• [Task instructions] What you give back should be exactly the opening lines of the data, ending with the line that contains "pub fn is_admin(&self)" and including it.

• [Records supplied]
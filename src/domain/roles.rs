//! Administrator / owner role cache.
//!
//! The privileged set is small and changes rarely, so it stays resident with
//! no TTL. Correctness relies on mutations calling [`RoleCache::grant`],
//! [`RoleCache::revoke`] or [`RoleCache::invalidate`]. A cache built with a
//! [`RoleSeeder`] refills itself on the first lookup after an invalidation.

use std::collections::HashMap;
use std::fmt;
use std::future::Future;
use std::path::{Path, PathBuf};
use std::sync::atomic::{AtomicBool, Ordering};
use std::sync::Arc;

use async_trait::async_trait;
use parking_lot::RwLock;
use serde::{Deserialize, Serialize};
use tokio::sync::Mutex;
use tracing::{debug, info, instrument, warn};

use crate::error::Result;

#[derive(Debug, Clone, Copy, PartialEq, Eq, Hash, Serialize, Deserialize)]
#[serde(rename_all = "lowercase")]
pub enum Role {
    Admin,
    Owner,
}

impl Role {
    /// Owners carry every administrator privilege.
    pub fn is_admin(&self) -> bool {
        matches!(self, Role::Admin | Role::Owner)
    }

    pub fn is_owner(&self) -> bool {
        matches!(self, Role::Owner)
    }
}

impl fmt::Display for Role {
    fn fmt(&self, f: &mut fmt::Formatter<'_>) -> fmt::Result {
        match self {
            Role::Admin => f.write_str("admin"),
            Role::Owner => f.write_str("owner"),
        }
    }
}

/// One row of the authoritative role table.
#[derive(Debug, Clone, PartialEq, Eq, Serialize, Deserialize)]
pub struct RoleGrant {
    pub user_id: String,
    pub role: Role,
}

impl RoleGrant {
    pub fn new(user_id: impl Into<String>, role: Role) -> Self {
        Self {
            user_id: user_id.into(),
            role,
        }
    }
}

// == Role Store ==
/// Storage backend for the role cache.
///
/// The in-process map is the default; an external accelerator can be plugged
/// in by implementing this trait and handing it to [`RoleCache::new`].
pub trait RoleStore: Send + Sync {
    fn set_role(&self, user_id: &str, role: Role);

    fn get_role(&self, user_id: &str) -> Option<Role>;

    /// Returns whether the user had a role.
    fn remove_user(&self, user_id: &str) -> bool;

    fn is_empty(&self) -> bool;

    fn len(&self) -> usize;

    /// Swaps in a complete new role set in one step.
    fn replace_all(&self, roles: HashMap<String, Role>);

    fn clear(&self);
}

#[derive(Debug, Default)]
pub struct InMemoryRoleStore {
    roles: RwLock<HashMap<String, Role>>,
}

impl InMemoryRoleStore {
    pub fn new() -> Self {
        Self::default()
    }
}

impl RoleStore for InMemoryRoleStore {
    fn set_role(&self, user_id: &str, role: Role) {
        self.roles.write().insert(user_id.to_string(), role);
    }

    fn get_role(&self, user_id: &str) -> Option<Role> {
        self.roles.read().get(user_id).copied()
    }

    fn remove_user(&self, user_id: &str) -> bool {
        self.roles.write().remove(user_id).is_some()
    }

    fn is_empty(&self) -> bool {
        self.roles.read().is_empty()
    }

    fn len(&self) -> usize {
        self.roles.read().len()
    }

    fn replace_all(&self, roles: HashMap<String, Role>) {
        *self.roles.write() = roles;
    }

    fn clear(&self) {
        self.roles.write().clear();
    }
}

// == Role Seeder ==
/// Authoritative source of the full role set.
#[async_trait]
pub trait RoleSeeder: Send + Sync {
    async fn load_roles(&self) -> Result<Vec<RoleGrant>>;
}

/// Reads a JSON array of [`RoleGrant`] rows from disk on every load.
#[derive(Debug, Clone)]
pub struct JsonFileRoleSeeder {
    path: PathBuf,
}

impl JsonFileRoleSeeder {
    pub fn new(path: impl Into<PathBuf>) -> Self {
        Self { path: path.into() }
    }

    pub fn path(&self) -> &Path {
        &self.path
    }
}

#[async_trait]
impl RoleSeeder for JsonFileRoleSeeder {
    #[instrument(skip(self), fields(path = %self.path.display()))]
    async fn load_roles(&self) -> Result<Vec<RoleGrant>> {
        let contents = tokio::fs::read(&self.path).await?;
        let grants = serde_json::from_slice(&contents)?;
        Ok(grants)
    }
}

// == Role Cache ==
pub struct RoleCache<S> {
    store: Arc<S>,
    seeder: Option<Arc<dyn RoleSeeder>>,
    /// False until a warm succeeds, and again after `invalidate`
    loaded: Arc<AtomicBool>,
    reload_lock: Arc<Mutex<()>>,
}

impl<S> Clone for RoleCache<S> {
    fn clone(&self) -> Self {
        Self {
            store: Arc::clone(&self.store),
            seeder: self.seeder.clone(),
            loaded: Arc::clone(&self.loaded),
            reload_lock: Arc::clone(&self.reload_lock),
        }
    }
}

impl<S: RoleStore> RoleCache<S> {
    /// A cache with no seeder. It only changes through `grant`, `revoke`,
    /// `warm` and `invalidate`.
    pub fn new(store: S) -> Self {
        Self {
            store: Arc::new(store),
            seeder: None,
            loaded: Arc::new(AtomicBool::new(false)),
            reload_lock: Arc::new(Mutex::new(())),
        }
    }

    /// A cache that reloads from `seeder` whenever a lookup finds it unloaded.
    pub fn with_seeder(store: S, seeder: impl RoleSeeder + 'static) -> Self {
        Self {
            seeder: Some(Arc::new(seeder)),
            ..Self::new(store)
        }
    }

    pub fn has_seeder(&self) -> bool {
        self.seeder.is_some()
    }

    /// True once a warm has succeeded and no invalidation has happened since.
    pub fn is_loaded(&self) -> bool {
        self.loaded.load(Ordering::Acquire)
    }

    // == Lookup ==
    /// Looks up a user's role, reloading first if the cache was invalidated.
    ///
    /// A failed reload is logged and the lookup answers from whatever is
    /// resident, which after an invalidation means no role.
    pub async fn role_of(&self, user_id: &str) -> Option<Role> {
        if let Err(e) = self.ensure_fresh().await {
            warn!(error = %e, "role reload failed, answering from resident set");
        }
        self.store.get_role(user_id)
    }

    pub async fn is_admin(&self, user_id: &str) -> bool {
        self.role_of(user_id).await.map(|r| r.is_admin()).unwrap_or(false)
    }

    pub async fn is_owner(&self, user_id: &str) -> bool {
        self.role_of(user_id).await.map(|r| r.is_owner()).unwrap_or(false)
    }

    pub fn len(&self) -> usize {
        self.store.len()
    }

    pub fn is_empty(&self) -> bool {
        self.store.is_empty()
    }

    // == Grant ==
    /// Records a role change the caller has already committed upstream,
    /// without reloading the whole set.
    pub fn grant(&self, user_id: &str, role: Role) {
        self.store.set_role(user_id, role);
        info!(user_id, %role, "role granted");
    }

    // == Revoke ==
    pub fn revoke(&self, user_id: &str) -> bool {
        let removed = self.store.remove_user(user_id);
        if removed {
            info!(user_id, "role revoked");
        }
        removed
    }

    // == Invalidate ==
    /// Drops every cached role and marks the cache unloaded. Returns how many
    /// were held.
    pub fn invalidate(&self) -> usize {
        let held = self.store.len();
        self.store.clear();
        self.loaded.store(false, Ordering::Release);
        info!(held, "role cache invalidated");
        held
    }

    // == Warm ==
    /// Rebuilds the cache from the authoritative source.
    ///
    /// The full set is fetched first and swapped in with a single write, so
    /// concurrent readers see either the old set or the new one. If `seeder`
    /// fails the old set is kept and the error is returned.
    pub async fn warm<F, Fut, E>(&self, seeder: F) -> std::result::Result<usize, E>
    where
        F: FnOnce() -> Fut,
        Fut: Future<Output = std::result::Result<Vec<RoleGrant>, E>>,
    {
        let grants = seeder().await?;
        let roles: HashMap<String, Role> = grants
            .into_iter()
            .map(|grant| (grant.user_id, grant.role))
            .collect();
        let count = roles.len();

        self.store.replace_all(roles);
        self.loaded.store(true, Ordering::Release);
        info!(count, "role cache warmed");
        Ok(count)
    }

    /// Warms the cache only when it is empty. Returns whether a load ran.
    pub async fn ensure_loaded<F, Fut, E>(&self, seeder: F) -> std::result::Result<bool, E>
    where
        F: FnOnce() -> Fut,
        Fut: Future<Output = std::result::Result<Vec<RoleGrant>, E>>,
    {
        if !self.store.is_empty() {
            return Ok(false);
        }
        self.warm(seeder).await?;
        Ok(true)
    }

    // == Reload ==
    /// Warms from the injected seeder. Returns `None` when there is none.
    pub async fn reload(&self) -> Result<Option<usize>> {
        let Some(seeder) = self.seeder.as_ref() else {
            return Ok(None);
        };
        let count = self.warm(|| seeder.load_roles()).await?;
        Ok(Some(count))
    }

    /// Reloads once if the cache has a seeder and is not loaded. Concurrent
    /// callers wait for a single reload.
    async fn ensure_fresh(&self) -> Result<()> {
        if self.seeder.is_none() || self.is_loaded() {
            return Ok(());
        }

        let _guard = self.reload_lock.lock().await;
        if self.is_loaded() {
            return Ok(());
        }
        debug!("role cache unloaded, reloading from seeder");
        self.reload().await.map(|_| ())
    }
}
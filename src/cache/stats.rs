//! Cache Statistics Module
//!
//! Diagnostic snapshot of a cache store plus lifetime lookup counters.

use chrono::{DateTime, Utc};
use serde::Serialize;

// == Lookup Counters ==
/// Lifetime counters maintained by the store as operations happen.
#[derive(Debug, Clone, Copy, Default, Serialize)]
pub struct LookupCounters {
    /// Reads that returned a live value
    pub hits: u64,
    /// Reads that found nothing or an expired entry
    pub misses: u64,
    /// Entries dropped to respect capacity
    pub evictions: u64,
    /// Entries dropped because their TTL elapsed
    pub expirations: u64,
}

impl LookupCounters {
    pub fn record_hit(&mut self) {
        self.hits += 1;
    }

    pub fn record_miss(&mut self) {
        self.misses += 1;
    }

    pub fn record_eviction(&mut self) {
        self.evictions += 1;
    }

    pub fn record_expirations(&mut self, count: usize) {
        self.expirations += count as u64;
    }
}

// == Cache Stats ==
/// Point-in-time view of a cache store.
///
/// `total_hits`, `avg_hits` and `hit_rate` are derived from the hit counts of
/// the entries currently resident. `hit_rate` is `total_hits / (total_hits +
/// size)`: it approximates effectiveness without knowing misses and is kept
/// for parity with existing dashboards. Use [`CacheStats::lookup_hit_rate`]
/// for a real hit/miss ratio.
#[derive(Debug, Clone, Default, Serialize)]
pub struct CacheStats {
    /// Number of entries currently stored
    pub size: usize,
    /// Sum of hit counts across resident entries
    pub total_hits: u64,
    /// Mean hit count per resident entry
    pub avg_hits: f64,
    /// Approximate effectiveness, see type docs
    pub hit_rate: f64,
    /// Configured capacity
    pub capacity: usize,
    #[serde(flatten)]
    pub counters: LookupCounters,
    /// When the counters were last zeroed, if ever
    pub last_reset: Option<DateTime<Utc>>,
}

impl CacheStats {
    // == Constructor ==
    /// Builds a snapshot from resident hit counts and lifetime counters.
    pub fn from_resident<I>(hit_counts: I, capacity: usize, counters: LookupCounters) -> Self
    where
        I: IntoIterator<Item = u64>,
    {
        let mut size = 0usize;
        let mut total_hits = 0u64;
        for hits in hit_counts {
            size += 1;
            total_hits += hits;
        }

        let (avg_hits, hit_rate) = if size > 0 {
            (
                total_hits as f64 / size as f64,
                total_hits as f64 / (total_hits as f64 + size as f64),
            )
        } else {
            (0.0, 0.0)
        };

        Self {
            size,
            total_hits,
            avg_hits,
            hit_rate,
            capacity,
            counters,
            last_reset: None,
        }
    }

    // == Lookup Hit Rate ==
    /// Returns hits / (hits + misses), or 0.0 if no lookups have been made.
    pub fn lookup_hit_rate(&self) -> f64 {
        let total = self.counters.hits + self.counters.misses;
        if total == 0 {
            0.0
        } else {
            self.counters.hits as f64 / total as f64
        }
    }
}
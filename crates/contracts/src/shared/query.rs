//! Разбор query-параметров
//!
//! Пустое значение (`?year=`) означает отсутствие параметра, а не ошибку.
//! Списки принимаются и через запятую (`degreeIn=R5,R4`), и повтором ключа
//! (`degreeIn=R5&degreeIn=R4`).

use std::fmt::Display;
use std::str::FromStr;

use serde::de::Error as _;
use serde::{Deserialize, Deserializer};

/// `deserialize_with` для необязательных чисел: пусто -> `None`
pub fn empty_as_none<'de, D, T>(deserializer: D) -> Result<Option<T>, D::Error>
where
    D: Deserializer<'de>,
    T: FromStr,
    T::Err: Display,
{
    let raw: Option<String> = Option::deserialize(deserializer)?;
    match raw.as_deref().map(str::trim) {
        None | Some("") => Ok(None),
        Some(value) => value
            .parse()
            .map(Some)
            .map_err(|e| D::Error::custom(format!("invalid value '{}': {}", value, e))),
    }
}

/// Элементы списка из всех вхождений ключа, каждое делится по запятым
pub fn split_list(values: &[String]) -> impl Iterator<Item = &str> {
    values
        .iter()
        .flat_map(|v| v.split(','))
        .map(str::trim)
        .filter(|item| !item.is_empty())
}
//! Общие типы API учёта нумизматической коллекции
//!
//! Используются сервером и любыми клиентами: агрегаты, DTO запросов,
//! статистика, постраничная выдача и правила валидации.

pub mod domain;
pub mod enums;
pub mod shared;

• [Answer to this problem]
filename src/domain/roles.rs
//! Administrator / owner role cache.
//!
//! The privileged set is small and changes rarely, so it stays resident with
//! no TTL. Correctness relies on mutations calling [`RoleCache::grant`],
//! [`RoleCache::revoke`] or [`RoleCache::invalidate`]. A cache built with a
//! [`RoleSeeder`] refills itself on the first lookup after an invalidation.

use std::collections::HashMap;
use std::fmt;
use std::future::Future;
use std::path::{Path, PathBuf};
use std::sync::atomic::{AtomicBool, Ordering};
use std::sync::Arc;

use async_trait::async_trait;
use parking_lot::RwLock;
use serde::{Deserialize, Serialize};
use tokio::sync::Mutex;
use tracing::{debug, info, instrument, warn};

use crate::error::Result;

#[derive(Debug, Clone, Copy, PartialEq, Eq, Hash, Serialize, Deserialize)]
#[serde(rename_all = "lowercase")]
pub enum Role {
    Admin,
    Owner,
}

impl Role {
    /// Owners carry every administrator privilege.
    pub fn is_admin(&self) -> bool {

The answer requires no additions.